World Malaria Day brings out the DDT-poisoned claims – Beware the ill-informed cynics.

April 26, 2009

World Malaria Day is April 25, every year.  It’s not a big deal in the U.S. (but there were several activities this year).  One thing you can count on, however, is the unthinking, often irrational reaction of dozens of columnists and bloggers* who like to think all scientists and health care professionals are idiots, and that government policy makers never consider the lives of their constituents when environmental issues arise.

Here’s a good example:  At a blog named Penraker, in a post cynically titled “Beware the ‘compassionate’ people,” the author suggests that churches around the world are foolish for sending bednets to Africa to combat malaria, since, the blogger claims, DDT would be quicker, more effective, cheaper, and perfectly safe.

So  much error, so little time, and even less patience with people who don’t bother to get informed about an issue before popping off on it.

Penraker wrote:

Today the loopy “On Faith” pages of the Washington Post reminds us to be compassionate about malaria in Africa.

It urges the churches of the world to come together and join a campaign that would spread the use of mosquito nets in Africa so that the incidence of malaria can be gradually reduced.

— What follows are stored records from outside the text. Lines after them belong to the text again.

pub mod document;
pub mod exam;
pub mod loaders;
pub mod question;
pub mod usage;

pub use document::ProcessedDocument;
pub use exam::{ClassificationResult, DocumentPair, ExamType, RemoteFileHandle, UploadedPair};
pub use loaders::ArtifactStore;
pub use question::{
    safe_label, ContentKind, EnumerationWarning, ExtractionOutcome, ExtractionResult,
    ImageAnnotation, QuestionDescriptor, QuestionList, VerificationSummary,
};
pub use usage::{Pricing, StepUsage, TokenUsage, UsageLedger, UsageReport};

Nets are a great idea.  They work to reduce malaria by 50% to 85%.  Nets are a simple solution, part of a series of actions that could help eliminate malaria as a major scourge of the world.  The Nothing But Nets Campaign has the endorsement of several major religious sects and the National Basketball Association.  It offers hope.

Churches uniting to save lives — what could be more spiritual?

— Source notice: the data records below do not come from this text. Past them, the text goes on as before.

impl Capabilities {
    /// 生产环境的能力组合：OpenAI 兼容接口 + pdftoppm + LaTeX
    pub fn openai(config: &Config) -> Self {
        let executor = Arc::new(LlmExecutor::new(config));
        let llm = Arc::new(LlmService::new(executor.clone()));

        Self {
            renderer: Arc::new(PdftoppmRenderer::new(config.render_quality)),
            classifier: llm.clone(),
            storage: Arc::new(OpenAiFileStorage::new(executor.client().clone())),
            lister: llm.clone(),
            extractor: llm,
            verifier: Arc::new(LatexVerifier::new(
                config.latex_compiler(),
                config.attempt_timeout(),
            )),
        }
    }
}

/// 流水线阶段
#[derive(Debug, Clone, Copy, PartialEq, Eq)]
pub enum PipelineStage {
    Init,
    Classified,
    FilesReady,
    Enumerated,
    Extracting,
    Done,
    Failed,
}

impl fmt::Display for PipelineStage {
    fn fmt(&self, f: &mut fmt::Formatter<'_>) -> fmt::Result {
        let name = match self {
            PipelineStage::Init => "初始化",
            PipelineStage::Classified => "已分类",
            PipelineStage::FilesReady => "文件就绪",
            PipelineStage::Enumerated => "已枚举",
            PipelineStage::Extracting => "提取中",
            PipelineStage::Done => "完成",
            PipelineStage::Failed => "失败",
        };
        f.write_str(name)
    }
}

/// 协作式取消信号
#[derive(Debug, Clone, Default)]
pub struct CancelSignal(Arc<AtomicBool>);

impl CancelSignal {
    pub fn new() -> Self {
        Self::default()
    }

    pub fn cancel(&self) {
        self.0.store(true, Ordering::SeqCst);
    }

    pub fn is_cancelled(&self) -> bool {
        self.0.load(Ordering::SeqCst)
    }
}

/// 流水线控制器
pub struct Pipeline {
    config: Config,
    capabilities: Capabilities,
    cancel: CancelSignal,
}

impl Pipeline {
    pub fn new(config: Config, capabilities: Capabilities) -> Self {
        Self {
            config,
            capabilities,
            cancel: CancelSignal::new(),
        }
    }

    /// 取得取消信号（可克隆到其他任务，例如 Ctrl-C 处理）
    pub fn cancel_signal(&self) -> CancelSignal {
        self.cancel.clone()
    }

    /// 产物目录：显式指定的目录，或 `config.output_dir/exam_id`
    pub fn artifact_root(&self, exam_id: &str, output_dir: Option<PathBuf>) -> PathBuf {
        output_dir.unwrap_or_else(|| self.config.output_dir.join(exam_id))
    }

    /// 处理一对试卷 / 答案
    ///
    /// # 参数
    /// - `pair`: 本地文档对
    /// - `exam_id`: 试卷ID，缺省为 `exam_{时间戳}`
    /// - `output_dir`: 产物目录，缺省为 `config.output_dir/exam_id`
    pub async fn run(
        &self,
        pair: &DocumentPair,
        exam_id: Option<String>,
        output_dir: Option<PathBuf>,
    ) -> AppResult<ProcessedDocument> {
        let started = Instant::now();
        let exam_id = exam_id.unwrap_or_else(default_exam_id);
        log_stage(&exam_id, PipelineStage::Init);

        // 远程调用之前先确认输入存在
        pair.ensure_exists()?;

        let store = ArtifactStore::create(self.artifact_root(&exam_id, output_dir)).await?;
        info!("[试卷 {}] 📁 产物目录: {}", exam_id, store.root().display());

        let mut usage = UsageLedger::default();
        let classification = match self.classify(pair, &store, &mut usage).await {
            Ok(c) => c,
            Err(e) => return Err(fail(&exam_id, e)),
        };
        log_stage(&exam_id, PipelineStage::Classified);

        let files = FileManager::new(self.capabilities.storage.clone());
        let uploaded = match self.prepare_files(&files, pair, &store).await {
            Ok(u) => u,
            Err(e) => return Err(fail(&exam_id, e)),
        };
        log_stage(&exam_id, PipelineStage::FilesReady);

        let outcome = self
            .process_uploaded(
                &exam_id,
                classification.exam_type,
                pair,
                &uploaded,
                &store,
                usage,
                started,
            )
            .await;

        // 无论成败都清理
        if self.config.auto_cleanup_files {
            let report = files.cleanup(&uploaded.handles()).await;
            if !report.failed.is_empty() {
                warn!("[试卷 {}] ⚠️ 以下远程文件未能删除: {:?}", exam_id, report.failed);
            }
        }

        outcome.map_err(|e| fail(&exam_id, e))
    }

    /// 上传之后的阶段（枚举 → 提取 → 汇总）
    #[allow(clippy::too_many_arguments)]
    async fn process_uploaded(
        &self,
        exam_id: &str,
        exam_type: ExamType,
        pair: &DocumentPair,
        uploaded: &UploadedPair,
        store: &ArtifactStore,
        mut usage: UsageLedger,
        started: Instant,
    ) -> AppResult<ProcessedDocument> {
        let list = self.enumerate(exam_type, uploaded, store, &mut usage).await?;
        log_stage(exam_id, PipelineStage::Enumerated);

        log_stage(exam_id, PipelineStage::Extracting);
        let mut aggregator = ResultAggregator::new(self.config.keep_unverified_drafts);
        let abort = self
            .extract_all(exam_id, &list, uploaded, store, &mut aggregator)
            .await;

        let header = DocumentHeader {
            exam_id: exam_id.to_string(),
            exam_type: list.exam_type,
            documents: pair.clone(),
            uploaded: uploaded.clone(),
            warnings: list.warnings.iter().map(ToString::to_string).collect(),
            model: self.config.llm_model_name.clone(),
            pricing: self.config.pricing(),
            stage_usage: usage,
        };
        let document = aggregator.finish(header, started);
        let result_path = store.save_result(&document).await?;
        info!("[试卷 {}] ✓ 结果已保存: {}", exam_id, result_path.display());

        match abort {
            Some(e) => Err(e),
            None => {
                log_stage(exam_id, PipelineStage::Done);
                Ok(document)
            }
        }
    }

    // ========== 阶段 1: 分类 ==========

    async fn classify(
        &self,
        pair: &DocumentPair,
        store: &ArtifactStore,
        usage: &mut UsageLedger,
    ) -> AppResult<ClassificationResult> {
        if self.config.resume_from_artifacts {
            if let Some(classification) = store.load_classification().await? {
                info!("♻️ 复用已保存的分类结果: {}", classification.exam_type);
                return Ok(classification);
            }
        }

        info!("🔍 正在分类试卷: {}", pair.paper.display());
        let pages = render_for_classification(
            self.capabilities.renderer.as_ref(),
            &pair.paper,
            self.config.classification_sample_pages,
        )
        .await
        .map_err(|e| AppError::capability("render", e))?;

        let mut guard = TurnGuard::scoped("classify", self.config.classifier_max_turns);
        let call_started = Instant::now();
        let classification = self
            .capabilities
            .classifier
            .classify(&pages, &mut guard)
            .await
            .map_err(|e| AppError::capability(STEP_CLASSIFICATION, e))?;
        usage.record(
            STEP_CLASSIFICATION,
            guard.usage(),
            call_started.elapsed(),
            &self.config.pricing(),
        );

        info!(
            "✓ 试卷类型: {} (置信度: {:?}) {}",
            classification.exam_type,
            classification.confidence,
            truncate_text(&classification.reasoning, 80)
        );
        store.save_classification(&classification).await?;
        Ok(classification)
    }

    // ========== 阶段 2: 上传 ==========

    async fn prepare_files(
        &self,
        files: &FileManager,
        pair: &DocumentPair,
        store: &ArtifactStore,
    ) -> AppResult<UploadedPair> {
        if self.config.resume_from_artifacts {
            if let Some(previous) = store.load_uploads().await? {
                if previous.matches(pair)
                    && files.verify(&previous.paper).await
                    && files.verify(&previous.solution).await
                {
                    info!(
                        "♻️ 复用已上传的文件: {} / {}",
                        previous.paper.id, previous.solution.id
                    );
                    return Ok(previous);
                }
                warn!("⚠️ 已保存的远程文件不可用，重新上传");
                files.cleanup(&previous.handles()).await;
            }
        }

        let uploaded = files.upload(pair).await?;
        if let Err(e) = store.save_uploads(&uploaded).await {
            // 句柄没有落盘，之后的运行无法再找回这两个文件
            error!("上传记录写入失败，删除刚上传的远程文件: {}", e);
            let report = files.cleanup(&uploaded.handles()).await;
            if !report.failed.is_empty() {
                warn!("⚠️ 以下远程文件未能删除: {:?}", report.failed);
            }
            return Err(e);
        }
        Ok(uploaded)
    }

    // ========== 阶段 3: 枚举 ==========

    async fn enumerate(
        &self,
        exam_type: ExamType,
        uploaded: &UploadedPair,
        store: &ArtifactStore,
        usage: &mut UsageLedger,
    ) -> AppResult<QuestionList> {
        if self.config.resume_from_artifacts {
            if let Some(list) = store.load_question_list().await? {
                if list.check_invariants().is_ok() {
                    info!("♻️ 复用已保存的题目列表: {} 道题", list.len());
                    return Ok(list);
                }
                warn!("⚠️ 已保存的题目列表不合法，重新枚举");
            }
        }

        let enumerator =
            QuestionEnumerator::new(self.capabilities.lister.clone(), self.config.lister_max_turns);
        let mut tokens = TokenUsage::default();
        let call_started = Instant::now();
        let list = enumerator.enumerate(exam_type, &uploaded.paper, &mut tokens).await?;
        usage.record(
            STEP_ENUMERATION,
            tokens,
            call_started.elapsed(),
            &self.config.pricing(),
        );
        store.save_question_list(&list).await?;
        Ok(list)
    }

    // ========== 阶段 4: 并发提取 ==========

    /// 返回需要上抛的错误（仅 `continue_on_error = false` 时可能出现）
    async fn extract_all(
        &self,
        exam_id: &str,
        list: &QuestionList,
        uploaded: &UploadedPair,
        store: &ArtifactStore,
        aggregator: &mut ResultAggregator,
    ) -> Option<AppError> {
        let total = list.len();
        let halt_on_failure = !self.config.continue_on_error;
        let keep_drafts = self.config.keep_unverified_drafts;

        let flow = Arc::new(QuestionFlow::new(
            &self.config,
            self.capabilities.extractor.clone(),
            self.capabilities.verifier.clone(),
        ));
        let semaphore = Arc::new(Semaphore::new(self.config.max_concurrent_questions.max(1)));
        let shared_files = Arc::new(uploaded.clone());
        // 某题硬失败后停止调度
        let halted = CancelSignal::new();

        info!(
            "[试卷 {}] 📋 开始提取 {} 道题，最大并发数: {}",
            exam_id,
            total,
            self.config.max_concurrent_questions.max(1)
        );

        let mut handles: Vec<(QuestionDescriptor, JoinHandle<Result<ExtractionResult, ExtractionError>>)> =
            Vec::with_capacity(total);
        let mut unscheduled: Vec<(QuestionDescriptor, &'static str)> = Vec::new();

        for (pos, descriptor) in list.descriptors.iter().enumerate() {
            let permit = match semaphore.clone().acquire_owned().await {
                Ok(permit) => permit,
                Err(e) => {
                    error!("[试卷 {}] 无法获取并发许可: {}", exam_id, e);
                    unscheduled.extend(
                        list.descriptors[pos..].iter().cloned().map(|d| (d, HALTED_REASON)),
                    );
                    break;
                }
            };

            // 拿到许可后再检查一次：等待期间可能已取消或已有题目失败
            let stop_reason = if self.cancel.is_cancelled() {
                Some(CANCELLED_REASON)
            } else if halted.is_cancelled() {
                Some(HALTED_REASON)
            } else {
                None
            };
            if let Some(reason) = stop_reason {
                drop(permit);
                warn!(
                    "[试卷 {}] ⚠️ 停止调度，剩余 {} 道题不再处理",
                    exam_id,
                    total - pos
                );
                unscheduled.extend(list.descriptors[pos..].iter().cloned().map(|d| (d, reason)));
                break;
            }

            let ctx = QuestionCtx::new(exam_id, list.exam_type, descriptor.clone(), total);
            let flow = flow.clone();
            let files = shared_files.clone();
            let halted = halted.clone();

            let handle = tokio::spawn(async move {
                let _permit = permit;
                let result = flow.run(&ctx, &files).await;
                let hard_failure = match &result {
                    Ok(r) => verification_error(r).is_some() && !keep_drafts,
                    Err(_) => true,
                };
                if halt_on_failure && hard_failure {
                    warn!("{} ⚠️ 出现失败，停止调度新题", ctx);
                    halted.cancel();
                }
                result
            });
            handles.push((descriptor.clone(), handle));
        }

        // ========== 按序号收集 ==========
        let warn_writer = WarnWriter::with_path(store.warn_file());
        let mut first_failure: Option<AppError> = None;

        for (descriptor, handle) in handles {
            let item = match handle.await {
                Ok(Ok(result)) => {
                    if let Err(e) = store.save_question(&result).await {
                        error!("[试卷 {}] 题目 {} 产物写入失败: {}", exam_id, result.label, e);
                    }
                    if let Some(err) = verification_error(&result).filter(|_| !keep_drafts) {
                        first_failure.get_or_insert_with(|| AppError::Extraction {
                            label: result.label.clone(),
                            source: err,
                        });
                    }
                    ItemReport::Completed(result)
                }
                Ok(Err(e)) => {
                    error!(
                        "[试卷 {}] ❌ 题目 {} 提取失败: {}",
                        exam_id, descriptor.label, e
                    );
                    let reason = e.to_string();
                    first_failure.get_or_insert_with(|| AppError::Extraction {
                        label: descriptor.label.clone(),
                        source: e,
                    });
                    failed_item(&descriptor, reason)
                }
                Err(e) => {
                    error!(
                        "[试卷 {}] 题目 {} 任务执行失败: {}",
                        exam_id, descriptor.label, e
                    );
                    let reason = e.to_string();
                    first_failure.get_or_insert_with(|| AppError::Extraction {
                        label: descriptor.label.clone(),
                        source: ExtractionError::TaskFailed(reason.clone()),
                    });
                    failed_item(&descriptor, reason)
                }
            };

            if let Some(reason) = failure_reason(&item, keep_drafts) {
                record_warning(&warn_writer, exam_id, &item, &reason).await;
            }
            aggregator.push(item);
        }

        for (descriptor, reason) in unscheduled {
            let item = failed_item(&descriptor, reason.to_string());
            record_warning(&warn_writer, exam_id, &item, reason).await;
            aggregator.push(item);
        }

        if halt_on_failure {
            first_failure
        } else {
            None
        }
    }
}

Currently 750 children die EVERY DAY in Nigeria. So the great hearts on the left want to organize another conference. The conference will demonstrate their compassion for this needless death, and it will urge that mosquito nets be distributed more widely in Africa.

There is only one problem. Nowhere in the article do they mention DDT. DDT is far and away the most effective way to get rid of malaria.

Why should the article “mention” DDT?  DDT is a deadly poison, an environmental wildcard that once upon a time was thought to offer hope of severely reducing malaria, if it could be applied in enough places quickly enough, before mosquitoes developed resistance to it.  The campaign, coordinated by the World Health Organization, failed.  Agricultural and business interests also latched onto DDT, but they over-used it in sometimes trivial applications.  Mosquitoes quickly developed new genes that made them resistant and immune to DDT.

DDT can once again play a limited role in fighting malaria.  It can be used in extremely limited amounts, to spray the inside walls of homes, to kill mosquitoes that still land on the walls of a hut after feeding on a human.  But DDT is not appropriate for all such applications, and it is nearly useless in some applications, especially where the species involved is completely immune to DDT.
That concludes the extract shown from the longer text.